Save the id values — you will need them to delete specific records.


Adding New SQL Examples

The most common retraining operation. Add a new example whenever:

  • A user query was answered with wrong SQL
  • A new business question type has been identified
POST /api/v1/training/sql HTTP/1.1
Content-Type: application/json

{
  "question": "How many female borrowers are there per sector?",
  "sql": "SELECT Sector, COUNT(*) AS female_count FROM msmeloans WHERE Gender = 'F' GROUP BY Sector ORDER BY female_count DESC;"
}

Response:

{
  "id": "9a7f3c2e-...-sql",
  "message": "Question–SQL pair successfully added with id=9a7f3c2e-...-sql"
}

Add 3–5 variants for new patterns

If you want Vanna to handle a new category of query well (e.g., gender-based filtering), add multiple semantically distinct examples — not just one.


Updating Business Rules

ChromaDB does not support in-place updates.
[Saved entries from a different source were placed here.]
//! Local buffering for ingested bytes before the upload worker ships them to
//! the object store.
//!
//! `StorageConfig::temporary_data_storage` selects between the disk-backed
//! and in-memory implementations below, so the ingestors never touch
//! `std::fs` directly.

use async_trait::async_trait;
use bytes::Bytes;
use std::collections::HashMap;
use std::path::{Path, PathBuf};
use std::sync::Mutex;
use thiserror::Error;

#[derive(Debug, Error)]
pub enum TempStoreError {
	#[error("temporary object at {0:?} not found")]
	NotFound(PathBuf),
	#[error("temporary storage I/O error: {0}")]
	Io(#[from] std::io::Error),
}

/// A handle the caller treats opaquely: pass it back to [`TemporaryStore::read`]
/// or [`TemporaryStore::delete`], never inspect its contents.
pub type TempHandle = PathBuf;

#[async_trait]
pub trait TemporaryStore: Send + Sync {
	async fn write(&self, identifier: &str, bytes: Bytes) -> Result<TempHandle, TempStoreError>;
	async fn read(&self, handle: &Path) -> Result<Bytes, TempStoreError>;
	async fn delete(&self, handle: &Path) -> Result<(), TempStoreError>;
}

/// Writes to real files under a configured root directory.
pub struct LocalDiskTemporaryStore {
	root: PathBuf,
}

impl LocalDiskTemporaryStore {
	#[must_use]
	pub fn new(root: PathBuf) -> Self {
		Self { root }
	}

	fn path_for(&self, identifier: &str) -> PathBuf {
		self.root.join(sanitize(identifier))
	}
}

fn sanitize(identifier: &str) -> String {
	identifier.chars().map(|c| if c.is_ascii_alphanumeric() || c == '.' || c == '-' { c } else { '_' }).collect()
}

#[async_trait]
impl TemporaryStore for LocalDiskTemporaryStore {
	async fn write(&self, identifier: &str, bytes: Bytes) -> Result<TempHandle, TempStoreError> {
		let path = self.path_for(identifier);
		if let Some(parent) = path.parent() {
			tokio::fs::create_dir_all(parent).await?;
		}
		tokio::fs::write(&path, &bytes).await?;
		Ok(path)
	}

	async fn read(&self, handle: &Path) -> Result<Bytes, TempStoreError> {
		tokio::fs::read(handle).await.map(Bytes::from).map_err(|source| {
			if source.kind() == std::io::ErrorKind::NotFound {
				TempStoreError::NotFound(handle.to_path_buf())
			} else {
				TempStoreError::Io(source)
			}
		})
	}

	async fn delete(&self, handle: &Path) -> Result<(), TempStoreError> {
		match tokio::fs::remove_file(handle).await {
			Ok(()) => Ok(()),
			Err(err) if err.kind() == std::io::ErrorKind::NotFound => Ok(()),
			Err(err) => Err(TempStoreError::Io(err)),
		}
	}
}

/// Keeps bytes in a process-local map instead of touching disk, per the
/// `temporary-data-storage = "memory"` configuration choice. Handles are
/// synthetic paths (`mem://<identifier>`) used only as map keys.
#[derive(Default)]
pub struct InMemoryTemporaryStore {
	objects: Mutex<HashMap<PathBuf, Bytes>>,
}

#[async_trait]
impl TemporaryStore for InMemoryTemporaryStore {
	async fn write(&self, identifier: &str, bytes: Bytes) -> Result<TempHandle, TempStoreError> {
		let handle = PathBuf::from(format!("mem://{identifier}"));
		self.objects.lock().unwrap().insert(handle.clone(), bytes);
		Ok(handle)
	}

	async fn read(&self, handle: &Path) -> Result<Bytes, TempStoreError> {
		self.objects.lock().unwrap().get(handle).cloned().ok_or_else(|| TempStoreError::NotFound(handle.to_path_buf()))
	}

	async fn delete(&self, handle: &Path) -> Result<(), TempStoreError> {
		self.objects.lock().unwrap().remove(handle);
		Ok(())
	}
}

#[cfg(test)]
mod tests {
	use super::*;

	#[tokio::test]
	async fn local_disk_store_round_trips_bytes() {
		let dir = tempfile::tempdir().unwrap();
		let store = LocalDiskTemporaryStore::new(dir.path().to_path_buf());
		let handle = store.write("1.2.3", Bytes::from_static(b"dicom")).await.unwrap();
		assert_eq!(store.read(&handle).await.unwrap(), Bytes::from_static(b"dicom"));
		store.delete(&handle).await.unwrap();
		assert!(matches!(store.read(&handle).await, Err(TempStoreError::NotFound(_))));
	}

	#[tokio::test]
	async fn in_memory_store_round_trips_bytes() {
		let store = InMemoryTemporaryStore::default();
		let handle = store.write("1.2.3", Bytes::from_static(b"dicom")).await.unwrap();
		assert_eq!(store.read(&handle).await.unwrap(), Bytes::from_static(b"dicom"));
		store.delete(&handle).await.unwrap();
		assert!(matches!(store.read(&handle).await, Err(TempStoreError::NotFound(_))));
	}
}
//! Persisted domain entities, owned by the HTTP admin plane,
//! the ingress/assembler path, or the upload worker depending on the type —
//! never shared mutable state, always handed around through the
//! [`crate::repository`] traits.

pub mod ae;
pub mod association;
pub mod export;
pub mod file_metadata;
pub mod inference_request;
pub mod payload;
pub mod remote_app_execution;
To change a documentation record:

1. Find the old record's ID:

GET /api/v1/training/data HTTP/1.1

2. Delete the old record:

DELETE /api/v1/training/d3f1b2e0-...-doc HTTP/1.1

Response:

{
  "success": true,
  "message": "Training record 'd3f1b2e0-...-doc' successfully deleted."
}

3. Add the updated documentation:

POST /api/v1/training/documentation HTTP/1.1
Content-Type: application/json

{
  "documentation": "A loan is classified as high-risk when pred_default_prob >= 0.4 (updated threshold from 0.5)."
}


Removing Stale or Incorrect Records

If a training record is causing Vanna to generate consistently wrong SQL, delete it:

curl -X DELETE \
  "http://127.0.0.1:8000/api/v1/training/b1304bfd-1f4d-5401-9361-e2e48ff68cc7-sql"
import httpx

bad_id = "b1304bfd-1f4d-5401-9361-e2e48ff68cc7-sql"
resp = httpx.delete(f"http://127.0.0.1:8000/api/v1/training/{bad_id}")
print(resp.json())
# {'success': True, 'message': "Training record '...' successfully deleted."}

Re-Syncing the Schema after a Migration

If your SQLite schema changes (new table, renamed column, added index), re-sync the DDL:

Step 1 — Delete all old DDL records:

import httpx

BASE_URL = "http://127.0.0.1:8000/api/v1/training"

# Get all records
data = httpx.get(f"{BASE_URL}/data").json()

# Delete every DDL record
for record in data["records"]:
    if record["training_data_type"] == "ddl":
        resp = httpx.delete(f"{BASE_URL}/{record['id']}")
        print(f"Deleted DDL: {record['id']}{resp.json()['success']}")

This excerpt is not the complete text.